Computational chemistry and materials science; virtual high-throughput and Big Data; machine learning; electronic structure theory and methods; quantum effects in catalysis and materials; rational design
Johannes Hachmann is active in the areas of computational chemistry, computational materials science, and applied data science. He is also affiliated with the New York State Center of Excellence in Materials Informatics (CMI) and the Computational and Data-Enabled Science and Engineering (CDSE) Graduate Program.

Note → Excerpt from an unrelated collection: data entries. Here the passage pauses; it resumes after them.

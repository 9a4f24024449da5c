//! UI-agnostic conversation state
//!
//! These types are shared by every front end and don't depend on any
//! specific UI framework.

use serde::{Deserialize, Serialize};

/// Opening line shown in every new conversation. Never sent to the provider.
pub const GREETING: &str =
    "Jambo! I am Amos's concierge. What would you like to know about Prism AI or his \"Resilient\" code?";

/// A chat message in the conversation
#[derive(Debug, Clone, PartialEq, Eq, Serialize, Deserialize)]
pub struct ChatMessage {
    pub role: ChatRole,
    pub content: String,
}

impl ChatMessage {
    pub fn user(content: impl Into<String>) -> Self {
        Self {
            role: ChatRole::User,
            content: content.into(),
        }
    }

    pub fn assistant(content: impl Into<String>) -> Self {
        Self {
            role: ChatRole::Assistant,
            content: content.into(),
        }
    }
}

/// The role of a chat message sender
#[derive(Debug, Clone, Copy, PartialEq, Eq, Serialize, Deserialize)]
pub enum ChatRole {
    User,
    Assistant,
}

impl ChatRole {
    /// Role name in the provider's turn format
    pub fn provider_role(&self) -> &'static str {
        match self {
            ChatRole::User => "user",
            ChatRole::Assistant => "model",
        }
    }
}

/// Append-only message sequence, always starting with the greeting.
#[derive(Debug, Clone)]
pub struct Transcript {
    messages: Vec<ChatMessage>,
}

impl Transcript {
    pub fn new() -> Self {
        Self {
            messages: vec![ChatMessage::assistant(GREETING)],
        }
    }

    pub fn messages(&self) -> &[ChatMessage] {
        &self.messages
    }

    pub fn len(&self) -> usize {
        self.messages.len()
    }

    pub fn is_empty(&self) -> bool {
        self.messages.is_empty()
    }

    pub fn last(&self) -> Option<&ChatMessage> {
        self.messages.last()
    }

    pub fn push(&mut self, message: ChatMessage) {
        self.messages.push(message);
    }

    /// Everything after the greeting, i.e. what the provider sees as context.
    pub fn history(&self) -> &[ChatMessage] {
        &self.messages[1..]
    }

    /// Truncate back to the greeting.
    pub fn clear(&mut self) {
        self.messages.truncate(1);
    }
}

impl Default for Transcript {
    fn default() -> Self {
        Self::new()
    }
}

#[cfg(test)]
mod tests {
    use super::*;

    #[test]
    fn test_new_transcript_has_only_greeting() {
        let transcript = Transcript::new();
        assert_eq!(transcript.len(), 1);
        assert_eq!(transcript.messages()[0].content, GREETING);
        assert_eq!(transcript.messages()[0].role, ChatRole::Assistant);
        assert!(transcript.history().is_empty());
    }

    #[test]
    fn test_history_skips_greeting() {
        let mut transcript = Transcript::new();
        transcript.push(ChatMessage::user("hi"));
        transcript.push(ChatMessage::assistant("hello"));

        let history = transcript.history();
        assert_eq!(history.len(), 2);
        assert_eq!(history[0], ChatMessage::user("hi"));
    }

    #[test]
    fn test_clear_keeps_greeting() {
        let mut transcript = Transcript::new();
        transcript.push(ChatMessage::user("one"));
        transcript.push(ChatMessage::assistant("two"));
        transcript.clear();

        assert_eq!(transcript.len(), 1);
        assert_eq!(transcript.last().map(|m| m.content.as_str()), Some(GREETING));
    }

    #[test]
    fn test_provider_roles() {
        assert_eq!(ChatRole::User.provider_role(), "user");
        assert_eq!(ChatRole::Assistant.provider_role(), "model");
    }
}
impl ChatWidget {
    pub fn new(pipeline: RequestPipeline) -> Self {
        Self {
            state: WidgetState::Closed,
            transcript: Transcript::new(),
            pipeline,
            view: None,
            input: String::new(),
            cursor: 0,
            input_focused: false,
            focus_at: None,
            loading: false,
            in_flight: None,
            scroll: 0,
            pinned: true,
            chat_height: 0,
            chat_width: 0,
            rendered_lines: None,
        }
    }

    /// Build a widget whose provider follows `context`.
    pub fn attached(
        factory: Arc<dyn ProviderFactory>,
        context: &ViewContext,
        settings: PipelineSettings,
    ) -> Self {
        let view = context.subscribe();
        let pipeline = RequestPipeline::new(factory, *view.borrow(), settings);
        let mut widget = Self::new(pipeline);
        widget.view = Some(view);
        widget
    }

    pub fn state(&self) -> WidgetState {
        self.state
    }

    pub fn is_open(&self) -> bool {
        self.state != WidgetState::Closed
    }

    pub fn is_maximized(&self) -> bool {
        self.state == WidgetState::Maximized
    }

    pub fn is_loading(&self) -> bool {
        self.loading
    }

    pub fn messages(&self) -> &[ChatMessage] {
        self.transcript.messages()
    }

    pub fn mode(&self) -> ViewMode {
        self.pipeline.mode()
    }

    pub fn ui_state(&self) -> WidgetUiState {
        WidgetUiState {
            is_open: self.is_open(),
            is_maximized: self.is_maximized(),
            is_loading: self.loading,
            init_error: self.banner().map(str::to_string),
        }
    }

    /// Persistent banner text when the provider could not be built
    pub fn banner(&self) -> Option<&'static str> {
        self.pipeline.init_error().map(|e| e.init_banner())
    }

    pub fn is_input_enabled(&self) -> bool {
        self.pipeline.init_error().is_none() && !self.loading
    }

    // Open/close transitions

    pub fn open(&mut self) {
        if self.state == WidgetState::Closed {
            self.state = WidgetState::Open;
            self.focus_at = Some(Instant::now() + FOCUS_GRACE);
        }
    }

    /// Close the panel. The next open is always the normal size.
    pub fn close(&mut self) {
        self.state = WidgetState::Closed;
        self.focus_at = None;
        self.input_focused = false;
    }

    pub fn toggle_open(&mut self) {
        if self.is_open() {
            self.close();
        } else {
            self.open();
        }
    }

    pub fn toggle_maximize(&mut self) {
        self.state = match self.state {
            WidgetState::Closed => WidgetState::Closed,
            WidgetState::Open => WidgetState::Maximized,
            WidgetState::Maximized => WidgetState::Open,
        };
    }

    /// Fire due timers. Returns true when something visible changed.
    pub fn tick(&mut self) -> bool {
        match self.focus_at {
            Some(at) if Instant::now() >= at => {
                self.focus_at = None;
                self.input_focused = self.is_open();
                true
            }
            _ => false,
        }
    }

    pub fn is_input_focused(&self) -> bool {
        self.input_focused
    }

    pub fn focus_input(&mut self) {
        if self.is_open() {
            self.focus_at = None;
            self.input_focused = true;
        }
    }

    pub fn blur_input(&mut self) {
        self.input_focused = false;
    }

    // Text entry

    pub fn input(&self) -> &str {
        &self.input
    }

    pub fn cursor(&self) -> usize {
        self.cursor
    }

    pub fn set_input(&mut self, text: &str) {
        self.input = text.to_string();
        self.cursor = self.input.chars().count();
    }

    pub fn insert_char(&mut self, c: char) {
        let byte_pos = char_to_byte_index(&self.input, self.cursor);
        self.input.insert(byte_pos, c);
        self.cursor += 1;
    }

    pub fn backspace(&mut self) {
        if self.cursor > 0 {
            self.cursor -= 1;
            let byte_pos = char_to_byte_index(&self.input, self.cursor);
            self.input.remove(byte_pos);
        }
    }

    pub fn delete(&mut self) {
        if self.cursor < self.input.chars().count() {
            let byte_pos = char_to_byte_index(&self.input, self.cursor);
            self.input.remove(byte_pos);
        }
    }

    pub fn cursor_left(&mut self) {
        self.cursor = self.cursor.saturating_sub(1);
    }

    pub fn cursor_right(&mut self) {
        self.cursor = (self.cursor + 1).min(self.input.chars().count());
    }

    pub fn cursor_home(&mut self) {
        self.cursor = 0;
    }

    pub fn cursor_end(&mut self) {
        self.cursor = self.input.chars().count();
    }

    // Requests

    /// Send the current input. Returns false when the submit was ignored:
    /// blank input, a request already in flight, or no provider client.
    pub fn submit(&mut self) -> bool {
        if self.loading || self.input.trim().is_empty() {
            return false;
        }
        let Some(request) = self.pipeline.prepare(&self.transcript, &self.input) else {
            return false;
        };

        let text = std::mem::take(&mut self.input);
        self.cursor = 0;
        self.transcript.push(ChatMessage::user(text));
        self.loading = true;
        self.scroll_to_bottom();

        let (tx, rx) = oneshot::channel();
        let task = tokio::spawn(async move {
            let message = request.run().await;
            let _ = tx.send(message);
        });
        self.in_flight = Some(InFlight { task, reply: rx });
        true
    }

    /// Collect a finished reply without blocking. Returns true if one landed.
    pub fn poll_response(&mut self) -> bool {
        let Some(in_flight) = self.in_flight.as_mut() else {
            return false;
        };
        let message = match in_flight.reply.try_recv() {
            Ok(message) => message,
            Err(oneshot::error::TryRecvError::Empty) => return false,
            Err(oneshot::error::TryRecvError::Closed) => lost_reply(),
        };
        self.in_flight = None;
        self.finish(message);
        true
    }

    /// Wait for the in-flight request, if any, and append its reply.
    pub async fn settle(&mut self) -> bool {
        let Some(in_flight) = self.in_flight.as_mut() else {
            return false;
        };
        let message = (&mut in_flight.reply).await.unwrap_or_else(|_| lost_reply());
        self.in_flight = None;
        self.finish(message);
        true
    }

    fn finish(&mut self, message: ChatMessage) {
        self.transcript.push(message);
        self.loading = false;
        self.scroll_to_bottom();
    }

    /// Drop the conversation back to the greeting, abandoning any request.
    pub fn clear_history(&mut self) {
        if let Some(in_flight) = self.in_flight.take() {
            in_flight.task.abort();
        }
        self.loading = false;
        self.transcript.clear();
        self.rendered_lines = None;
        self.scroll_to_bottom();
    }

    /// Pick up a view-mode change, rebuilding the provider client.
    ///
    /// A request already in flight keeps the instruction it was sent with.
    pub fn sync_view(&mut self) -> bool {
        let Some(view) = self.view.as_mut() else {
            return false;
        };
        if !view.has_changed().unwrap_or(false) {
            return false;
        }
        let mode = *view.borrow_and_update();
        self.pipeline.rebuild(mode);
        true
    }

    // Scrolling

    pub fn scroll(&self) -> u16 {
        self.scroll
    }

    pub fn scroll_up(&mut self, lines: u16) {
        self.scroll = self.scroll.saturating_sub(lines);
        if lines > 0 {
            self.pinned = false;
        }
    }

    pub fn scroll_down(&mut self, lines: u16) {
        let max = self.max_scroll();
        self.scroll = self.scroll.saturating_add(lines).min(max);
        self.pinned = self.scroll >= max;
    }

    /// Record the inner size of the chat area from the last render.
    pub fn set_viewport(&mut self, width: u16, height: u16) {
        if width != self.chat_width {
            // Wrapped height no longer matches
            self.rendered_lines = None;
        }
        self.chat_width = width;
        self.chat_height = height;
        self.follow();
    }

    /// Record how many lines the renderer actually laid the transcript out
    /// on. Replaces the estimate until the next width change.
    pub fn set_rendered_lines(&mut self, lines: u16) {
        self.rendered_lines = Some(lines);
        self.follow();
    }

    /// Keep a pinned view on the newest entry, otherwise clamp.
    fn follow(&mut self) {
        let max = self.max_scroll();
        self.scroll = if self.pinned { max } else { self.scroll.min(max) };
    }

    fn content_lines(&self) -> u16 {
        if let Some(lines) = self.rendered_lines {
            return lines;
        }

        // Rough estimate for hosts that never report a measured height
        let wrap_width = if self.chat_width > 0 {
            self.chat_width as usize
        } else {
            50
        };

        let mut total_lines: u16 = 0;
        for msg in self.transcript.messages() {
            total_lines = total_lines.saturating_add(1); // role line
            for line in msg.content.lines() {
                let char_count = line.chars().count();
                let wrapped = if char_count == 0 {
                    1
                } else {
                    (char_count / wrap_width) + 1
                };
                total_lines = total_lines.saturating_add(wrapped as u16);
            }
            total_lines = total_lines.saturating_add(1); // blank line after message
        }

        if self.loading {
            total_lines = total_lines.saturating_add(2);
        }
        total_lines
    }

    fn max_scroll(&self) -> u16 {
        let visible_height = if self.chat_height > 0 { self.chat_height } else { 20 };
        self.content_lines().saturating_sub(visible_height)
    }

    /// Pin the view to the newest entry. Stays pinned across later
    /// measurements until the user scrolls up.
    pub fn scroll_to_bottom(&mut self) {
        self.pinned = true;
        self.scroll = self.max_scroll();
    }
}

The Hachmann group’s research fuses (first-principles) molecular and materials modeling with virtual high-throughput screening and modern big data science (i.e., the use of database technology, machine learning, and informatics) to advance a data-driven discovery and rational design paradigm in the chemical and materials disciplines. The primary application focus is on the development of novel molecular materials and catalysts, e.g., for renewable energy technology and advanced electronics. This research aligns directly with the goals of the Materials Genome Initiative.
One of its centerpieces is the creation of an open, general-purpose software ecosystem for the data-driven design of chemical systems and the exploration of chemical space. It consists of three loosely connected program suites: ChemHTPS provides an automated platform for the virtual high-throughput screening of compound and material candidate libraries as well as reaction networks; ChemBDDB offers a database and data model template for the massive information volumes created by data-intensive projects; and ChemML is a machine learning and informatics toolbox for the validation, analysis, mining, and modeling of such data sets.

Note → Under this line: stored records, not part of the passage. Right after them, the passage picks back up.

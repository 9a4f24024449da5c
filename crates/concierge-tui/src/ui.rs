use ratatui::{
    Frame,
    layout::{Constraint, Layout, Rect},
    style::{Color, Modifier, Style, Stylize},
    text::{Line, Span, Text},
    widgets::{Block, Borders, Clear, Paragraph, Wrap},
};
use concierge_core::{AudienceLens, ChatRole, NetworkTier, WidgetState};
use crate::app::App;

const PANEL_WIDTH: u16 = 52;
const PANEL_HEIGHT: u16 = 22;

/// Render one line of lightweight markdown: `**bold**` spans and `-`/`*` bullets.
/// Unbalanced markers are shown literally.
fn markdown_line(text: &str) -> Line<'static> {
    let (bullet, body) = match text.strip_prefix("- ").or_else(|| text.strip_prefix("* ")) {
        Some(rest) => (Some("• "), rest),
        None => (None, text),
    };

    let mut spans: Vec<Span<'static>> = Vec::new();
    if let Some(bullet) = bullet {
        spans.push(Span::styled(bullet, Style::default().fg(Color::Cyan)));
    }

    let segments: Vec<&str> = body.split("**").collect();
    if segments.len() % 2 == 0 {
        spans.push(Span::raw(body.to_string()));
    } else {
        for (i, segment) in segments.into_iter().enumerate() {
            if segment.is_empty() {
                continue;
            }
            if i % 2 == 1 {
                spans.push(Span::styled(
                    segment.to_string(),
                    Style::default().fg(Color::Cyan).add_modifier(Modifier::BOLD),
                ));
            } else {
                spans.push(Span::raw(segment.to_string()));
            }
        }
    }

    Line::from(spans)
}

pub fn render(app: &mut App, frame: &mut Frame) {
    let area = frame.area();

    let [header_area, body_area, footer_area] = Layout::vertical([
        Constraint::Length(1),
        Constraint::Min(0),
        Constraint::Length(1),
    ])
    .areas(area);

    render_header(app, frame, header_area);
    render_page(app, frame, body_area);
    render_footer(app, frame, footer_area);

    match app.widget.state() {
        WidgetState::Closed => render_chat_trigger(frame, body_area),
        WidgetState::Open => {
            let panel = bottom_right(body_area, PANEL_WIDTH, PANEL_HEIGHT);
            render_chat_panel(app, frame, panel);
        }
        WidgetState::Maximized => render_chat_panel(app, frame, inset(body_area, 2, 1)),
    }

    if app.show_console {
        let console_area = if app.console.is_maximized() { area } else { inset(area, 4, 2) };
        render_console(app, frame, console_area);
    }
}

fn render_header(app: &App, frame: &mut Frame, area: Rect) {
    let mode = app.mode();
    let title = Line::from(vec![
        Span::styled(" Nabasa Amos · Portfolio ", Style::default().fg(Color::Cyan).bold()),
        Span::styled(
            format!(" Lens: {} ", mode.lens.display_name()),
            Style::default().fg(Color::White),
        ),
        Span::styled(
            format!(" Network: {} ", mode.tier.label()),
            Style::default().fg(tier_color(mode.tier)),
        ),
        Span::styled(
            format!("v{}", env!("CARGO_PKG_VERSION")),
            Style::default().fg(Color::Gray),
        ),
    ]);

    let header = Paragraph::new(title).style(Style::default().bg(Color::DarkGray));
    frame.render_widget(header, area);
}

fn tier_color(tier: NetworkTier) -> Color {
    match tier {
        NetworkTier::Fast => Color::Green,
        NetworkTier::Slow => Color::Yellow,
        NetworkTier::Offline => Color::Magenta,
    }
}

fn render_page(app: &App, frame: &mut Frame, area: Rect) {
    let mode = app.mode();
    let tagline = match mode.lens {
        AudienceLens::Recruiter => "Shipping resilient products with measurable impact.",
        AudienceLens::Engineer => "Edge-first systems, privacy by construction, honest benchmarks.",
        AudienceLens::Resilience => "Built for 2G, offline-first, and constrained devices.",
    };

    let lines = vec![
        Line::default(),
        Line::from(Span::styled("  Software Engineer", Style::default().bold())),
        Line::from(Span::styled(format!("  {}", tagline), Style::default().fg(Color::Gray))),
        Line::default(),
        Line::from("  Projects: Prism AI · RefugeLink · RentalTrack · PyCodeCommenter"),
        Line::default(),
        Line::from(Span::styled(
            format!("  Resilience Lab: simulating {}", mode.tier.display_name()),
            Style::default().fg(tier_color(mode.tier)),
        )),
    ];

    let page = Paragraph::new(lines)
        .block(Block::default().borders(Borders::NONE))
        .wrap(Wrap { trim: false });
    frame.render_widget(page, area);
}

fn render_footer(app: &App, frame: &mut Frame, area: Rect) {
    let hints = if app.show_console {
        " Enter: run  Ctrl+F: fullscreen  Esc/`: close console "
    } else if app.widget.is_open() && app.widget.is_input_focused() {
        " Enter: send  Ctrl+F: maximize  Tab: leave input  PgUp/PgDn: scroll  Esc: close "
    } else {
        " c: chat  i: type  m: maximize  l: lens  t: network  `: console  q: quit "
    };

    let footer = Paragraph::new(Line::from(Span::styled(hints, Style::default().fg(Color::Gray))))
        .style(Style::default().bg(Color::Black));
    frame.render_widget(footer, area);
}

fn render_chat_trigger(frame: &mut Frame, area: Rect) {
    let label = " 🤖 Concierge (c) ";
    let trigger = bottom_right(area, 20, 3);
    frame.render_widget(Clear, trigger);
    frame.render_widget(
        Paragraph::new(label)
            .style(Style::default().fg(Color::White).bg(Color::Cyan))
            .block(Block::default().borders(Borders::ALL).border_style(Style::default().fg(Color::Cyan))),
        trigger,
    );
}

fn render_chat_panel(app: &mut App, frame: &mut Frame, area: Rect) {
    frame.render_widget(Clear, area);

    let banner = app.widget.banner();
    let banner_height = if banner.is_some() { 4 } else { 0 };

    let [chat_area, banner_area, input_area] = Layout::vertical([
        Constraint::Min(0),
        Constraint::Length(banner_height),
        Constraint::Length(3),
    ])
    .areas(area);

    let inner_width = chat_area.width.saturating_sub(2);
    let inner_height = chat_area.height.saturating_sub(2);

    let size_hint = if app.widget.is_maximized() { "compress" } else { "expand" };
    let chat_block = Block::default()
        .borders(Borders::ALL)
        .border_style(Style::default().fg(Color::Cyan))
        .title(format!(" Amos's Concierge · {} ", app.provider_label))
        .title_bottom(Line::from(format!(" Ctrl+F/m: {} · Esc: close ", size_hint)).right_aligned());

    let mut lines: Vec<Line<'static>> = Vec::new();
    for msg in app.widget.messages() {
        match msg.role {
            ChatRole::User => {
                lines.push(Line::from(Span::styled(
                    "You:",
                    Style::default().fg(Color::Cyan).add_modifier(Modifier::BOLD),
                )));
                lines.push(Line::from(msg.content.clone()));
            }
            ChatRole::Assistant => {
                lines.push(Line::from(Span::styled(
                    "Concierge:",
                    Style::default().fg(Color::Yellow).add_modifier(Modifier::BOLD),
                )));
                for line in msg.content.lines() {
                    lines.push(markdown_line(line));
                }
            }
        }
        lines.push(Line::default());
    }

    if app.widget.is_loading() {
        lines.push(Line::from(Span::styled(
            "Concierge:",
            Style::default().fg(Color::Yellow).add_modifier(Modifier::BOLD),
        )));
        let dots = ".".repeat((app.animation_frame as usize) + 1);
        lines.push(Line::from(Span::styled(
            format!("Amos's AI is thinking{}", dots),
            Style::default().fg(Color::DarkGray).add_modifier(Modifier::ITALIC),
        )));
    }

    let text = Text::from(lines);

    // Auto-scroll works from the height the wrapped text really takes
    let rendered = Paragraph::new(text.clone())
        .wrap(Wrap { trim: true })
        .line_count(inner_width);
    app.widget.set_viewport(inner_width, inner_height);
    app.widget.set_rendered_lines(u16::try_from(rendered).unwrap_or(u16::MAX));

    let chat = Paragraph::new(text)
        .block(chat_block)
        .wrap(Wrap { trim: true })
        .scroll((app.widget.scroll(), 0));
    frame.render_widget(chat, chat_area);

    if let Some(banner) = banner {
        let banner_widget = Paragraph::new(banner)
            .style(Style::default().fg(Color::Red))
            .wrap(Wrap { trim: true })
            .block(Block::default().borders(Borders::ALL).border_style(Style::default().fg(Color::Red)));
        frame.render_widget(banner_widget, banner_area);
    }

    render_chat_input(app, frame, input_area);
}

fn render_chat_input(app: &App, frame: &mut Frame, area: Rect) {
    let widget = &app.widget;
    let focused = widget.is_input_focused();

    let (title, border_color) = if widget.banner().is_some() {
        (" Input disabled ", Color::Red)
    } else if widget.is_loading() {
        (" Waiting for reply... ", Color::DarkGray)
    } else if focused {
        (" Ask a quick question... ", Color::Yellow)
    } else {
        (" Ask (i to type) ", Color::DarkGray)
    };

    let input_block = Block::default()
        .borders(Borders::ALL)
        .border_style(Style::default().fg(border_color))
        .title(title);

    // Horizontal scroll to keep the cursor visible
    let inner_width = area.width.saturating_sub(2) as usize;
    let cursor_pos = widget.cursor();
    let scroll_offset = if inner_width == 0 {
        0
    } else {
        cursor_pos.saturating_sub(inner_width.saturating_sub(1))
    };

    let visible_text: String = widget
        .input()
        .chars()
        .skip(scroll_offset)
        .take(inner_width)
        .collect();

    let input = Paragraph::new(visible_text)
        .style(Style::default().fg(Color::Cyan))
        .block(input_block);
    frame.render_widget(input, area);

    if widget.is_input_enabled() && focused && !app.show_console {
        let cursor_x = (cursor_pos - scroll_offset) as u16;
        frame.set_cursor_position((area.x + cursor_x + 1, area.y + 1));
    }
}

fn render_console(app: &App, frame: &mut Frame, area: Rect) {
    frame.render_widget(Clear, area);

    let [history_area, input_area] = Layout::vertical([
        Constraint::Min(0),
        Constraint::Length(3),
    ])
    .areas(area);

    let visible = history_area.height.saturating_sub(2) as usize;
    let lines = app.console.lines();
    let start = lines.len().saturating_sub(visible);
    let history: Vec<Line> = lines[start..]
        .iter()
        .map(|line| {
            if line.starts_with('>') {
                Line::from(Span::styled(line.clone(), Style::default().fg(Color::Cyan).bold()))
            } else {
                Line::from(Span::styled(line.clone(), Style::default().fg(Color::Gray)))
            }
        })
        .collect();

    let history_widget = Paragraph::new(history).block(
        Block::default()
            .borders(Borders::ALL)
            .border_style(Style::default().fg(Color::Cyan))
            .title(" Concierge-OS Console ")
            .title_bottom(Line::from(" Ctrl+F: fullscreen · ESC to exit ").right_aligned()),
    );
    frame.render_widget(history_widget, history_area);

    let prompt = Paragraph::new(format!("> {}", app.console_input))
        .style(Style::default().fg(Color::White))
        .block(Block::default().borders(Borders::ALL).border_style(Style::default().fg(Color::DarkGray)));
    frame.render_widget(prompt, input_area);

    let cursor_x = (app.console_input.chars().count() as u16).saturating_add(3);
    frame.set_cursor_position((
        (input_area.x + cursor_x).min(input_area.right().saturating_sub(2)),
        input_area.y + 1,
    ));
}

/// A `width` x `height` rect anchored to the bottom-right corner of `area`
fn bottom_right(area: Rect, width: u16, height: u16) -> Rect {
    let width = width.min(area.width);
    let height = height.min(area.height);
    Rect::new(
        area.x + area.width - width,
        area.y + area.height - height,
        width,
        height,
    )
}

fn inset(area: Rect, horizontal: u16, vertical: u16) -> Rect {
    let width = area.width.saturating_sub(horizontal * 2);
    let height = area.height.saturating_sub(vertical * 2);
    Rect::new(
        area.x + horizontal.min(area.width / 2),
        area.y + vertical.min(area.height / 2),
        width,
        height,
    )
}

After undergraduate studies at the University of Jena (Germany) and the University of Cambridge (UK), he obtained a Dipl.-Chem. degree in 2004. He then moved to the US to conduct his graduate studies under the supervision of Dr. Garnet Chan at Cornell University. He work on density matrix renormalization group theory and computational transition metal chemistry, and received an MSc in 2007 as well as a PhD in 2010. He subsequently joined the Aspuru-Guzik Group at Harvard University where he spearheaded the Clean Energy Project, a computational high-throughput screening of organic semiconductors for photovoltaic applications.

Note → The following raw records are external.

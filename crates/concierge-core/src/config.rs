use serde::{Deserialize, Serialize};
use std::fs;
use std::path::{Path, PathBuf};
use std::time::Duration;
use anyhow::{Result, anyhow};

use crate::ai::gemini::{DEFAULT_BASE_URL, DEFAULT_MODEL, ENV_API_KEY};
use crate::pipeline::{PipelineSettings, DEFAULT_REQUEST_TIMEOUT};
use crate::view::{AudienceLens, NetworkTier, ViewMode};

#[derive(Serialize, Deserialize, Debug, Clone, PartialEq)]
#[serde(default)]
pub struct Config {
    pub api_key: Option<String>,
    pub model: String,
    pub base_url: String,
    pub lens: AudienceLens,
    pub tier: NetworkTier,
    pub request_timeout_secs: u64,
}

impl Default for Config {
    fn default() -> Self {
        Self::new()
    }
}

impl Config {
    pub fn new() -> Self {
        Self {
            api_key: None,
            model: DEFAULT_MODEL.to_string(),
            base_url: DEFAULT_BASE_URL.to_string(),
            lens: AudienceLens::default(),
            tier: NetworkTier::default(),
            request_timeout_secs: DEFAULT_REQUEST_TIMEOUT.as_secs(),
        }
    }

    pub fn load() -> Result<Self> {
        Self::load_from(&Self::get_config_path()?)
    }

    pub fn load_from(config_path: &Path) -> Result<Self> {
        if !config_path.exists() {
            return Ok(Self::new());
        }

        let config_content = fs::read_to_string(config_path)?;
        let config: Config = serde_json::from_str(&config_content)?;
        Ok(config)
    }

    pub fn save(&self) -> Result<()> {
        self.save_to(&Self::get_config_path()?)
    }

    pub fn save_to(&self, config_path: &Path) -> Result<()> {
        // Create config directory if it doesn't exist
        if let Some(parent) = config_path.parent() {
            fs::create_dir_all(parent)?;
        }

        let config_content = serde_json::to_string_pretty(self)?;
        fs::write(config_path, config_content)?;
        Ok(())
    }

    /// The API key, checking the environment first, then the config file
    pub fn resolve_api_key(&self) -> Option<String> {
        std::env::var(ENV_API_KEY)
            .ok()
            .filter(|k| !k.trim().is_empty())
            .or_else(|| self.api_key.clone())
    }

    pub fn view_mode(&self) -> ViewMode {
        ViewMode::new(self.lens, self.tier)
    }

    pub fn pipeline_settings(&self) -> PipelineSettings {
        PipelineSettings {
            request_timeout: Duration::from_secs(self.request_timeout_secs.max(1)),
        }
    }

    pub fn config_dir() -> Result<PathBuf> {
        let config_dir = dirs::config_dir()
            .ok_or_else(|| anyhow!("Could not determine config directory"))?;

        Ok(config_dir.join("concierge"))
    }

    fn get_config_path() -> Result<PathBuf> {
        Ok(Self::config_dir()?.join("config.json"))
    }
}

Dr. Hachmann’s work is well cited and was recognized with several prestigious awards, including the ACS PHYS Postdoctoral Research Award, RSC Scholarship Award for Scientific Excellence of ACS CINF, IBM-Löwdin Award, IBM-Zerner Award, SCES Young Investigator Award, and CCG Excellence Award of ACS COMP. In 2016, he was a Finalist of the Emerging Technologies in Computational Chemistry Competition of ACS COMP.